A bill to remove gender identity from the Iowa Civil Rights Act cleared a Senate committee this afternoon and the panel’s chairman expects the full Senate to begin debating the bill tomorrow morning.

Democrats oppose the bill. Senator Janet Petersen of Des Moines was in the legislature in 2007 when lawmakers voted to establish civil rights protections for transgender Iowans. “Do we want to be a state that advances civil rights or do we want to be known as a state that yanks them away?…This is a move in the wrong direction,” Petersen said this afternoon.
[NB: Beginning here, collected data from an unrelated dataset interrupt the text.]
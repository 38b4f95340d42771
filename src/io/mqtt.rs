//! MQTT client for receiving item events from the home-automation event bus
//!
//! Topics follow the event bus layout `<prefix>/items/<item>/<event>` where
//! `<event>` is one of added, updated, removed, statechanged or command.

use crate::domain::types::{ItemDef, ItemEvent};
use crate::infra::config::Config;
use crate::infra::metrics::Metrics;
use rumqttc::{AsyncClient, Event, MqttOptions, Packet, QoS};
use serde::Deserialize;
use serde_json::Value;
use std::sync::Arc;
use std::time::{Duration, Instant};
use tokio::sync::mpsc::error::TrySendError;
use tokio::sync::{mpsc, watch};
use tracing::{debug, error, info, warn};

/// `statechanged` / `command` payload: `{"type": .., "value": .., "oldType": .., "oldValue": ..}`
#[derive(Debug, Deserialize)]
#[serde(rename_all = "camelCase")]
struct ValuePayload {
    value: Value,
    #[serde(default)]
    old_value: Option<Value>,
}

/// Start the MQTT client and forward parsed item events to the engine queue
///
/// Events are sent via try_send to avoid blocking the MQTT eventloop.
/// Dropped events are counted in metrics and logged (rate-limited).
pub async fn start_mqtt_client(
    config: &Config,
    event_tx: mpsc::Sender<ItemEvent>,
    metrics: Arc<Metrics>,
    mut shutdown: watch::Receiver<bool>,
) -> Result<(), Box<dyn std::error::Error + Send + Sync>> {
    let client_id = format!("occupancy-manager-{}", config.site_id());
    let mut mqttoptions = MqttOptions::new(client_id, config.mqtt_host(), config.mqtt_port());
    mqttoptions.set_keep_alive(Duration::from_secs(30));

    if let (Some(username), Some(password)) = (config.mqtt_username(), config.mqtt_password()) {
        mqttoptions.set_credentials(username, password);
    }

    let (client, mut eventloop) = AsyncClient::new(mqttoptions, 100);
    let subscription = config.mqtt_subscription();
    info!(topic = %subscription, host = %config.mqtt_host(), port = %config.mqtt_port(), "mqtt_connecting");

    // Rate-limit drop warnings to 1 per second
    let mut last_drop_warn = Instant::now() - Duration::from_secs(2);
    let prefix = config.mqtt_topic_prefix().to_string();

    loop {
        tokio::select! {
            _ = shutdown.changed() => {
                if *shutdown.borrow() {
                    info!("mqtt_shutdown");
                    return Ok(());
                }
            }
            result = eventloop.poll() => {
                match result {
                    Ok(Event::Incoming(Packet::Publish(publish))) => {
                        let payload = match std::str::from_utf8(&publish.payload) {
                            Ok(p) => p,
                            Err(e) => {
                                warn!(error = %e, topic = %publish.topic, "mqtt_invalid_utf8");
                                continue;
                            }
                        };

                        let Some(event) = parse_item_event(&prefix, &publish.topic, payload) else {
                            continue;
                        };
                        debug!(item = %event.item_name(), kind = %event.kind_str(), "item_event_received");

                        match event_tx.try_send(event) {
                            Ok(()) => {}
                            Err(TrySendError::Full(_)) => {
                                metrics.record_ingress_dropped();
                                if last_drop_warn.elapsed() > Duration::from_secs(1) {
                                    warn!("item_event_dropped: channel full");
                                    last_drop_warn = Instant::now();
                                }
                            }
                            Err(TrySendError::Closed(_)) => {
                                warn!("event channel closed");
                                return Ok(());
                            }
                        }
                    }
                    Ok(Event::Incoming(Packet::ConnAck(_))) => {
                        // clean session: subscribe again after every reconnect
                        client.subscribe(subscription.as_str(), QoS::AtLeastOnce).await?;
                        info!(topic = %subscription, "mqtt_subscribed");
                    }
                    Ok(_) => {}
                    Err(e) => {
                        error!(error = %e, "mqtt_error");
                        tokio::time::sleep(Duration::from_secs(1)).await;
                    }
                }
            }
        }
    }
}

/// Map an event bus message to an `ItemEvent`
///
/// Unknown topics and malformed payloads are logged at debug and dropped.
pub fn parse_item_event(prefix: &str, topic: &str, payload: &str) -> Option<ItemEvent> {
    let rest = topic.strip_prefix(prefix)?.strip_prefix("/items/")?;
    let (item, kind) = rest.split_once('/')?;
    if item.is_empty() || kind.contains('/') {
        debug!(topic = %topic, "unrecognised_topic");
        return None;
    }

    match kind {
        "added" => parse_item_def(item, payload).map(ItemEvent::Added),
        "updated" => parse_item_def(item, payload).map(ItemEvent::Updated),
        "removed" => Some(ItemEvent::Removed { name: item.to_string() }),
        "statechanged" => {
            let parsed: ValuePayload = parse_json(topic, payload)?;
            Some(ItemEvent::StateChanged {
                item: item.to_string(),
                state: value_to_string(&parsed.value),
                old_state: parsed.old_value.as_ref().map(value_to_string),
            })
        }
        "command" => {
            let parsed: ValuePayload = parse_json(topic, payload)?;
            Some(ItemEvent::Command { item: item.to_string(), command: value_to_string(&parsed.value) })
        }
        other => {
            debug!(topic = %topic, event = %other, "unhandled_item_event");
            None
        }
    }
}

fn parse_json<T: for<'de> Deserialize<'de>>(topic: &str, payload: &str) -> Option<T> {
    match serde_json::from_str(payload) {
        Ok(v) => Some(v),
        Err(e) => {
            debug!(topic = %topic, error = %e, "malformed_payload");
            None
        }
    }
}

/// Item definitions arrive either as an object or, for updates, as `[new, old]`
fn parse_item_def(item: &str, payload: &str) -> Option<ItemDef> {
    let value: Value = parse_json(item, payload)?;
    let mut value = match value {
        Value::Array(mut items) if !items.is_empty() => items.swap_remove(0),
        obj @ Value::Object(_) => obj,
        _ => {
            debug!(item = %item, "item_definition_not_an_object");
            return None;
        }
    };

    if let Value::Object(map) = &mut value {
        if !map.contains_key("kind") {
            let kind = infer_kind(map);
            map.insert("kind".to_string(), Value::String(kind.to_string()));
        }
    }

    match serde_json::from_value::<ItemDef>(value) {
        Ok(mut def) => {
            if def.name.is_empty() {
                def.name = item.to_string();
            }
            Some(def)
        }
        Err(e) => {
            debug!(item = %item, error = %e, "malformed_item_definition");
            None
        }
    }
}

/// Event bus payloads carry the semantic class as a tag rather than a field
fn infer_kind(map: &serde_json::Map<String, Value>) -> &'static str {
    let has_tag = |tag: &str| {
        map.get("tags")
            .and_then(Value::as_array)
            .is_some_and(|tags| tags.iter().any(|t| t.as_str() == Some(tag)))
    };
    if has_tag("Location") {
        "location"
    } else if has_tag("Equipment") {
        "equipment"
    } else if map.get("type").and_then(Value::as_str) == Some("Group") {
        "group"
    } else {
        "point"
    }
}

fn value_to_string(value: &Value) -> String {
    match value {
        Value::String(s) => s.clone(),
        Value::Null => "NULL".to_string(),
        other => other.to_string(),
    }
}
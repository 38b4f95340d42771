//! In-memory mirror of the external item registry
//!
//! Seeded from a TOML model file and kept current by inbound item events.
//! Parent/child relations are derived from group membership:
//! - a location's parent is the first of its groups that is itself a location
//! - a point's location is found by walking through equipment groups

use crate::domain::types::{ItemDef, ItemKind, Metadata};
use rustc_hash::{FxHashMap, FxHashSet};
use serde::Deserialize;
use std::fs;
use std::path::Path;
use thiserror::Error;

/// Equipment can nest; deeper chains than this are treated as malformed
const MAX_EQUIPMENT_DEPTH: usize = 8;

#[derive(Debug, Error)]
pub enum ModelError {
    #[error("failed to read model file {path}")]
    Read {
        path: String,
        #[source]
        source: std::io::Error,
    },
    #[error("failed to parse model file {path}")]
    Parse {
        path: String,
        #[source]
        source: toml::de::Error,
    },
    #[error("item {0} is defined more than once")]
    DuplicateItem(String),
    #[error("item definition has an empty name")]
    EmptyName,
}

#[derive(Debug, Deserialize)]
struct ModelFile {
    #[serde(default)]
    items: Vec<ItemDef>,
}

/// Item registry mirror
#[derive(Debug, Default, Clone)]
pub struct ItemRegistry {
    items: FxHashMap<String, ItemDef>,
}

impl ItemRegistry {
    pub fn new() -> Self {
        Self::default()
    }

    /// Load the item model from a TOML file with `[[items]]` tables
    pub fn from_model_file<P: AsRef<Path>>(path: P) -> Result<Self, ModelError> {
        let path = path.as_ref();
        let content = fs::read_to_string(path)
            .map_err(|source| ModelError::Read { path: path.display().to_string(), source })?;
        Self::from_model_str(&content)
            .map_err(|e| match e {
                ModelError::Parse { source, .. } => {
                    ModelError::Parse { path: path.display().to_string(), source }
                }
                other => other,
            })
    }

    pub fn from_model_str(content: &str) -> Result<Self, ModelError> {
        let model: ModelFile = toml::from_str(content)
            .map_err(|source| ModelError::Parse { path: "<inline>".to_string(), source })?;
        Self::from_items(model.items)
    }

    pub fn from_items(items: Vec<ItemDef>) -> Result<Self, ModelError> {
        let mut registry = Self::new();
        for item in items {
            if item.name.is_empty() {
                return Err(ModelError::EmptyName);
            }
            if registry.items.contains_key(&item.name) {
                return Err(ModelError::DuplicateItem(item.name));
            }
            registry.items.insert(item.name.clone(), item);
        }
        Ok(registry)
    }

    pub fn len(&self) -> usize {
        self.items.len()
    }

    pub fn is_empty(&self) -> bool {
        self.items.is_empty()
    }

    pub fn get(&self, name: &str) -> Option<&ItemDef> {
        self.items.get(name)
    }

    pub fn contains(&self, name: &str) -> bool {
        self.items.contains_key(name)
    }

    pub fn state(&self, name: &str) -> Option<&str> {
        self.items.get(name).map(|item| item.state.as_str())
    }

    pub fn metadata(&self, name: &str, namespace: &str) -> Option<&Metadata> {
        self.items.get(name).and_then(|item| item.metadata.get(namespace))
    }

    pub fn is_location(&self, name: &str) -> bool {
        self.items.get(name).is_some_and(ItemDef::is_location)
    }

    /// Names of all location items, sorted
    pub fn locations(&self) -> Vec<String> {
        let mut names: Vec<String> =
            self.items.values().filter(|i| i.is_location()).map(|i| i.name.clone()).collect();
        names.sort();
        names
    }

    /// Items that list `group` among their groups, sorted by name
    pub fn members(&self, group: &str) -> Vec<&ItemDef> {
        let mut members: Vec<&ItemDef> =
            self.items.values().filter(|i| i.groups.iter().any(|g| g == group)).collect();
        members.sort_by(|a, b| a.name.cmp(&b.name));
        members
    }

    /// First group of a location that is itself a location
    pub fn parent_location(&self, name: &str) -> Option<&str> {
        let item = self.items.get(name)?;
        item.groups.iter().map(String::as_str).find(|g| self.is_location(g))
    }

    /// Locations whose parent is `name`, sorted
    pub fn child_locations(&self, name: &str) -> Vec<String> {
        let mut children: Vec<String> = self
            .items
            .values()
            .filter(|i| i.is_location() && self.parent_location(&i.name) == Some(name))
            .map(|i| i.name.clone())
            .collect();
        children.sort();
        children
    }

    /// Location an item belongs to, walking through equipment groups
    pub fn location_of(&self, name: &str) -> Option<String> {
        let mut frontier: Vec<&str> = vec![name];
        let mut seen: FxHashSet<&str> = FxHashSet::default();

        for _ in 0..MAX_EQUIPMENT_DEPTH {
            let mut next = Vec::new();
            for current in frontier {
                let Some(item) = self.items.get(current) else { continue };
                for group in &item.groups {
                    let Some(group_item) = self.items.get(group) else { continue };
                    match group_item.kind {
                        ItemKind::Location => return Some(group.clone()),
                        ItemKind::Equipment if seen.insert(group.as_str()) => next.push(group.as_str()),
                        _ => {}
                    }
                }
            }
            if next.is_empty() {
                return None;
            }
            frontier = next;
        }
        None
    }

    /// Points of a location: direct member points plus points of member equipment
    pub fn point_items(&self, location: &str) -> Vec<&ItemDef> {
        let mut points = Vec::new();
        let mut seen: FxHashSet<&str> = FxHashSet::default();
        self.collect_points(location, 0, &mut seen, &mut points);
        points.sort_by(|a, b| a.name.cmp(&b.name));
        points
    }

    fn collect_points<'a>(
        &'a self,
        group: &str,
        depth: usize,
        seen: &mut FxHashSet<&'a str>,
        points: &mut Vec<&'a ItemDef>,
    ) {
        if depth > MAX_EQUIPMENT_DEPTH {
            return;
        }
        for member in self.members(group) {
            if !seen.insert(member.name.as_str()) {
                continue;
            }
            match member.kind {
                ItemKind::Point => points.push(member),
                ItemKind::Equipment => self.collect_points(&member.name, depth + 1, seen, points),
                ItemKind::Location | ItemKind::Group => {}
            }
        }
    }

    /// Equipment items an item is a direct member of
    pub fn equipment_of(&self, name: &str) -> Vec<&ItemDef> {
        let Some(item) = self.items.get(name) else { return Vec::new() };
        item.groups
            .iter()
            .filter_map(|g| self.items.get(g))
            .filter(|g| g.kind == ItemKind::Equipment)
            .collect()
    }

    /// Point items of a location carrying `tag`, sorted by name
    pub fn find_by_tag(&self, location: &str, tag: &str) -> Vec<&ItemDef> {
        self.point_items(location).into_iter().filter(|i| i.has_tag(tag)).collect()
    }

    /// Insert or replace an item
    ///
    /// Event bus definitions carry neither state nor metadata, so a
    /// replacement without them keeps what the mirror already knows.
    pub fn upsert(&mut self, mut item: ItemDef) -> Option<ItemDef> {
        if let Some(previous) = self.items.get(&item.name) {
            if item.state == "NULL" {
                item.state = previous.state.clone();
            }
            if item.metadata.is_empty() {
                item.metadata = previous.metadata.clone();
            }
        }
        self.items.insert(item.name.clone(), item)
    }

    pub fn remove(&mut self, name: &str) -> Option<ItemDef> {
        self.items.remove(name)
    }

    /// Update an item's state; returns false for unknown items
    pub fn set_state(&mut self, name: &str, state: &str) -> bool {
        match self.items.get_mut(name) {
            Some(item) => {
                item.state = state.to_string();
                true
            }
            None => false,
        }
    }

    pub fn replace_metadata(&mut self, name: &str, namespace: &str, metadata: Metadata) -> bool {
        match self.items.get_mut(name) {
            Some(item) => {
                item.metadata.insert(namespace.to_string(), metadata);
                true
            }
            None => false,
        }
    }

    /// Insert the item if no item with that name exists; returns true when created
    pub fn ensure_item(&mut self, item: ItemDef) -> bool {
        if self.items.contains_key(&item.name) {
            return false;
        }
        self.items.insert(item.name.clone(), item);
        true
    }
}

#[cfg(test)]
mod tests {
    use super::*;

    const MODEL: &str = r#"
        [[items]]
        name = "gHouse"
        kind = "location"

        [[items]]
        name = "gKitchen"
        kind = "location"
        groups = ["gHouse"]
        [items.metadata.OccupancySettings]
        configuration = { Time = 10, OccupiedActions = "LightsOn" }

        [[items]]
        name = "Kitchen_Speaker"
        kind = "equipment"
        groups = ["gKitchen"]
        tags = ["Speaker"]

        [[items]]
        name = "Kitchen_Speaker_Power"
        kind = "point"
        type = "Switch"
        groups = ["Kitchen_Speaker"]
        tags = ["Power"]

        [[items]]
        name = "Kitchen_Motion"
        kind = "point"
        type = "Contact"
        groups = ["gKitchen"]
        [items.metadata.OccupancyEvent]
        value = "ContactMotion"
    "#;

    #[test]
    fn test_model_parses_and_relates_items() {
        let registry = ItemRegistry::from_model_str(MODEL).unwrap();
        assert_eq!(registry.len(), 5);
        assert_eq!(registry.locations(), vec!["gHouse".to_string(), "gKitchen".to_string()]);
        assert_eq!(registry.parent_location("gKitchen"), Some("gHouse"));
        assert_eq!(registry.parent_location("gHouse"), None);
        assert_eq!(registry.child_locations("gHouse"), vec!["gKitchen".to_string()]);
        assert_eq!(
            registry.metadata("gKitchen", "OccupancySettings").and_then(|m| m.get("Time")),
            Some("10")
        );
    }

    #[test]
    fn test_location_of_walks_equipment() {
        let registry = ItemRegistry::from_model_str(MODEL).unwrap();
        assert_eq!(registry.location_of("Kitchen_Motion"), Some("gKitchen".to_string()));
        assert_eq!(registry.location_of("Kitchen_Speaker_Power"), Some("gKitchen".to_string()));
        assert_eq!(registry.location_of("Unknown"), None);
    }

    #[test]
    fn test_point_items_include_equipment_points() {
        let registry = ItemRegistry::from_model_str(MODEL).unwrap();
        let names: Vec<&str> =
            registry.point_items("gKitchen").iter().map(|i| i.name.as_str()).collect();
        assert_eq!(names, vec!["Kitchen_Motion", "Kitchen_Speaker_Power"]);
        assert!(registry.point_items("gHouse").is_empty());
    }

    #[test]
    fn test_find_by_tag_is_scoped_to_location() {
        let registry = ItemRegistry::from_model_str(MODEL).unwrap();
        let names: Vec<&str> =
            registry.find_by_tag("gKitchen", "Power").iter().map(|i| i.name.as_str()).collect();
        assert_eq!(names, vec!["Kitchen_Speaker_Power"]);
        assert!(registry.find_by_tag("gKitchen", "Speaker").is_empty(), "equipment is not a point");
        assert!(registry.find_by_tag("gHouse", "Power").is_empty());
    }

    #[test]
    fn test_duplicate_items_rejected() {
        let model = r#"
            [[items]]
            name = "A"
            [[items]]
            name = "A"
        "#;
        assert!(matches!(ItemRegistry::from_model_str(model), Err(ModelError::DuplicateItem(n)) if n == "A"));
    }

    #[test]
    fn test_upsert_keeps_known_state_and_metadata() {
        let mut registry = ItemRegistry::from_model_str(MODEL).unwrap();
        assert!(registry.set_state("Kitchen_Motion", "OPEN"));
        let updated = ItemDef::new("Kitchen_Motion", ItemKind::Point).in_group("gKitchen");
        assert!(registry.upsert(updated).is_some());
        assert_eq!(registry.state("Kitchen_Motion"), Some("OPEN"));
        assert_eq!(registry.metadata("Kitchen_Motion", "OccupancyEvent").map(|m| m.value.as_str()), Some("ContactMotion"));
        assert!(!registry.set_state("Missing", "ON"));

        let replaced = ItemDef::new("gKitchen", ItemKind::Location)
            .in_group("gHouse")
            .with_metadata("OccupancySettings", Metadata::new("").with("Time", "20"));
        registry.upsert(replaced);
        assert_eq!(registry.metadata("gKitchen", "OccupancySettings").and_then(|m| m.get("Time")), Some("20"));
    }

    #[test]
    fn test_ensure_item_does_not_overwrite() {
        let mut registry = ItemRegistry::new();
        assert!(registry.ensure_item(ItemDef::new("X", ItemKind::Point).with_state("ON")));
        assert!(!registry.ensure_item(ItemDef::new("X", ItemKind::Point)));
        assert_eq!(registry.state("X"), Some("ON"));
    }
}
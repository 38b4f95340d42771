//! IO modules - external system interfaces
//!
//! This module contains all external IO operations:
//! - `mqtt` - MQTT client for receiving item events from the event bus
//! - `mqtt_egress` - MQTT publisher for status updates and device commands
//! - `egress_channel` - Typed channel for outbound registry writes
//! - `prometheus` - Prometheus metrics HTTP endpoint

pub mod egress_channel;
pub mod mqtt;
pub mod mqtt_egress;
pub mod prometheus;

// Re-export commonly used types
pub use egress_channel::{create_egress_channel, EgressMessage, EgressSender};
pub use mqtt_egress::MqttPublisher;
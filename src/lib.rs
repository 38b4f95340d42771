//! Occupancy manager library
//!
//! Tracks which locations of a home are occupied from sensor events on the
//! home-automation event bus. Exposes modules for integration testing and
//! binary reuse.

pub mod domain;
pub mod infra;
pub mod io;
pub mod services;
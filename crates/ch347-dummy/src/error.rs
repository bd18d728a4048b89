//! Error types for the emulator

use thiserror::Error;

/// Malformed traffic seen by the emulated device
#[derive(Debug, Error)]
pub enum DummyError {
    /// Frame shorter than its fixed layout
    #[error("Frame too short: {len} bytes")]
    ShortFrame { len: usize },

    /// Length prefix disagrees with the frame size
    #[error("Length prefix {announced} does not match payload of {actual} bytes")]
    LengthMismatch { announced: usize, actual: usize },

    /// Frame larger than the device accepts
    #[error("Frame of {0} bytes exceeds the report size")]
    Oversized(usize),

    /// Unknown command byte
    #[error("Unknown command 0x{0:02X}")]
    UnknownCommand(u8),

    /// SPI continuation packet would overrun the announced operation
    #[error("SPI packet of {got} bytes overruns operation ({remaining} bytes left)")]
    OperationOverrun { got: usize, remaining: usize },

    /// Malformed I2C primitive stream
    #[error("Malformed I2C stream: {0}")]
    I2cStream(&'static str),
}

impl From<DummyError> for std::io::Error {
    fn from(e: DummyError) -> Self {
        std::io::Error::new(std::io::ErrorKind::InvalidData, e)
    }
}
Republican Senator Jason Schultz of Schleswig, chairman of the Senate Judiciary Committee, said the bill is necessary to block lawsuits seeking to overturn recent laws that prohibit biological males from playing in girls sports or being in school restrooms designated for girls only. “We find ourselves in the peculiar position of being the only state in the country in which we have the words ‘gender identity’ in the Civil Rights code and also protections for women, children and taxpayers,” Schultz said. “They are at odds.”

Senate MInority Leader Janice Weiner, a Democrat from Iowa City, predicted there will be an “endless channel” of lawsuits based on the removal of civil rights protections for transgender Iowans. “We are opening up our state to huge amounts of taxpayer money spent to defend the indefensible,” Weiner said.

Schultz accused Democrats of “rhetorical excess” as he closed committee debate on the bill. “It is insulting to the people of Iowa, the most unrealistic cartoon and caricature of reality that you could imagine,” Schultz said.

The bill is on a fast track at the statehouse and, if the Senate and House approve it tomorrow, it could be signed into law by Governor Reynolds before the end of the week.